Quand un bâtiment est la propriété collective d’un projet de maison au sein de CasaLibera, les personnes de la maison ont le droit d’utiliser leur espace comme elles le souhaitent, mais ne peuvent pas la vendre ou la sous-louer pour s’enrichir. Ce fonctionnement dissocie ainsi efficacement les concepts traditionnellement liés de propriété et de profit et crée un type différent de propriété, la propriété d’usage, qui est plus accessible et offre plus d’autonomie.

Ces bâtiments, ainsi retirés du marché, ouvrent un nouvel horizon. Un horizon où le droit d’utiliser un espace dépend de la nécessité d’y vivre, d’y travailler ou de s’y organiser.
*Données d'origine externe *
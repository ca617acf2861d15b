//! Per-item gate that keeps at most one FLIP animation in flight per item.

use rustc_hash::FxHashMap;

use crate::item::ItemId;

/// Proof of one lock acquisition, handed back on release.
///
/// Tokens are never reused, so a release that arrives after its
/// acquisition was already undone cannot clear someone else's hold.
#[derive(Debug, Clone, Copy, PartialEq, Eq, Hash, PartialOrd, Ord)]
pub struct LockToken(pub(crate) u64);

impl LockToken {
    /// Acquisition counter value.
    #[must_use]
    pub fn generation(self) -> u64 {
        self.0
    }
}

/// Items whose transform is currently animating, with who holds them.
///
/// An item is locked while it has at least one holder. A FLIP only starts
/// on an item with no holder at all ([`lock`](Self::lock)); a drop
/// snap-back may join an animation already in flight
/// ([`acquire`](Self::acquire)). Each holder releases exactly its own
/// token, so the item stays locked until the last animation on it ends.
///
/// There is no synchronization here: everything runs on one event loop,
/// and whoever takes a token is responsible for scheduling its release.
#[derive(Debug, Clone, Default)]
pub struct TransitionLock {
    holders: FxHashMap<ItemId, Vec<LockToken>>,
    next: u64,
}

impl TransitionLock {
    /// Empty lock table.
    #[must_use]
    pub fn new() -> Self {
        Self::default()
    }

    /// Whether an animation is in flight for `item`.
    #[must_use]
    pub fn is_locked(&self, item: &ItemId) -> bool {
        self.holders.contains_key(item)
    }

    /// Lock a free `item`. Returns `None` if it is already held.
    pub fn lock(&mut self, item: &ItemId) -> Option<LockToken> {
        if self.is_locked(item) {
            return None;
        }
        Some(self.acquire(item))
    }

    /// Add a holder to `item`, whether or not it is already locked.
    pub fn acquire(&mut self, item: &ItemId) -> LockToken {
        self.next += 1;
        let token = LockToken(self.next);
        self.holders.entry(item.clone()).or_default().push(token);
        token
    }

    /// Drop `token`'s hold on `item`. Returns false if it held nothing.
    pub fn release(&mut self, item: &ItemId, token: LockToken) -> bool {
        let Some(tokens) = self.holders.get_mut(item) else {
            return false;
        };
        let before = tokens.len();
        tokens.retain(|held| *held != token);
        let released = tokens.len() != before;
        if tokens.is_empty() {
            let _ = self.holders.remove(item);
        }
        released
    }

    /// Whether `token` still holds `item`.
    #[must_use]
    pub fn holds(&self, item: &ItemId, token: LockToken) -> bool {
        self.holders(item).contains(&token)
    }

    /// Tokens currently holding `item`, oldest first.
    #[must_use]
    pub fn holders(&self, item: &ItemId) -> &[LockToken] {
        self.holders.get(item).map(Vec::as_slice).unwrap_or_default()
    }

    /// Number of locked items.
    #[must_use]
    pub fn len(&self) -> usize {
        self.holders.len()
    }

    /// Whether no item is locked.
    #[must_use]
    pub fn is_empty(&self) -> bool {
        self.holders.is_empty()
    }

    /// Locked items in arbitrary order.
    pub fn iter(&self) -> impl Iterator<Item = &ItemId> {
        self.holders.keys()
    }
}

#[cfg(test)]
mod tests {
    use super::*;

    #[test]
    fn test_lock_release_pairing() {
        let mut locks = TransitionLock::new();
        let red = ItemId::from("red");

        assert!(!locks.is_locked(&red));
        let token = locks.lock(&red).unwrap();
        assert!(locks.lock(&red).is_none());
        assert!(locks.is_locked(&red));
        assert_eq!(locks.len(), 1);

        assert!(locks.release(&red, token));
        assert!(!locks.release(&red, token));
        assert!(locks.is_empty());
    }

    #[test]
    fn test_item_stays_locked_until_last_holder_releases() {
        let mut locks = TransitionLock::new();
        let red = ItemId::from("red");

        let flip = locks.lock(&red).unwrap();
        let dropped = locks.acquire(&red);
        assert_ne!(flip, dropped);
        assert_eq!(locks.holders(&red), [flip, dropped]);

        assert!(locks.release(&red, flip));
        assert!(locks.is_locked(&red));
        assert!(locks.lock(&red).is_none());

        assert!(locks.release(&red, dropped));
        assert!(!locks.is_locked(&red));
    }

    #[test]
    fn test_stale_release_cannot_clear_new_hold() {
        let mut locks = TransitionLock::new();
        let red = ItemId::from("red");

        let old = locks.lock(&red).unwrap();
        assert!(locks.release(&red, old));
        let new = locks.lock(&red).unwrap();

        assert!(!locks.release(&red, old));
        assert!(locks.holds(&red, new));
        assert!(!locks.holds(&red, old));
        assert!(new.generation() > old.generation());
    }
}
Le droit à la propriété privée est découplé de sa dimension capitaliste, spéculative et individuelle pour ne conserver que le droit d’usage.

AUTOGESTION ET AUTONOMIE

Afin que le droit à l’autodétermination des locataires ne soit pas sapé par la fonction de veille du syndicat, les droits de décision de ce dernier sont strictement limités au verrou spéculatif décrit précédemment. Pour toutes les autres questions, l’association de maison a généralement une liberté décisionnelle exclusive et complète : Qui emménage ? Comment les prêts seront-ils obtenus ? Quelles rénovations sont-elles à effectuer ? Quel est le montant du loyer ? Comment sont organisées les finances et les tâches administratives ? Ces décisions et leur mise en œuvre relèvent de l’unique et seule responsabilité de celles et ceux qui habitent, travaillent et utilisent le bâtiment.

De plus, les Sàrl à l’origine de chaque maison et le syndicat en tant que structure juridique sont économiquement indépendants, en ce sens que la faillite d’un projet de maison ne met pas en danger l’ensemble du réseau.

DES PROJETS ANTIAUTORITAIRES

L’objectif est de soutenir des projets émancipateurs et de s’opposer à toute structure ayant explicitement recours à des modes de fonctionnement oppressifs. Le syndicat n’offre donc pas de soutien aux projets qui impliquent structurellement l’exploitation et l’oppression des humains, des animaux et la destruction de la nature. Par exemple, un projet de logement qui nécessite l’expulsion des locataires précédents, un local évangéliste, une ferme vivant de l’élevage ou un magasin d’alimentation biologique organisé de manière hiérarchique avec un patron et ses employé-e-s n’ont pas leur place dans le syndicat de maisons.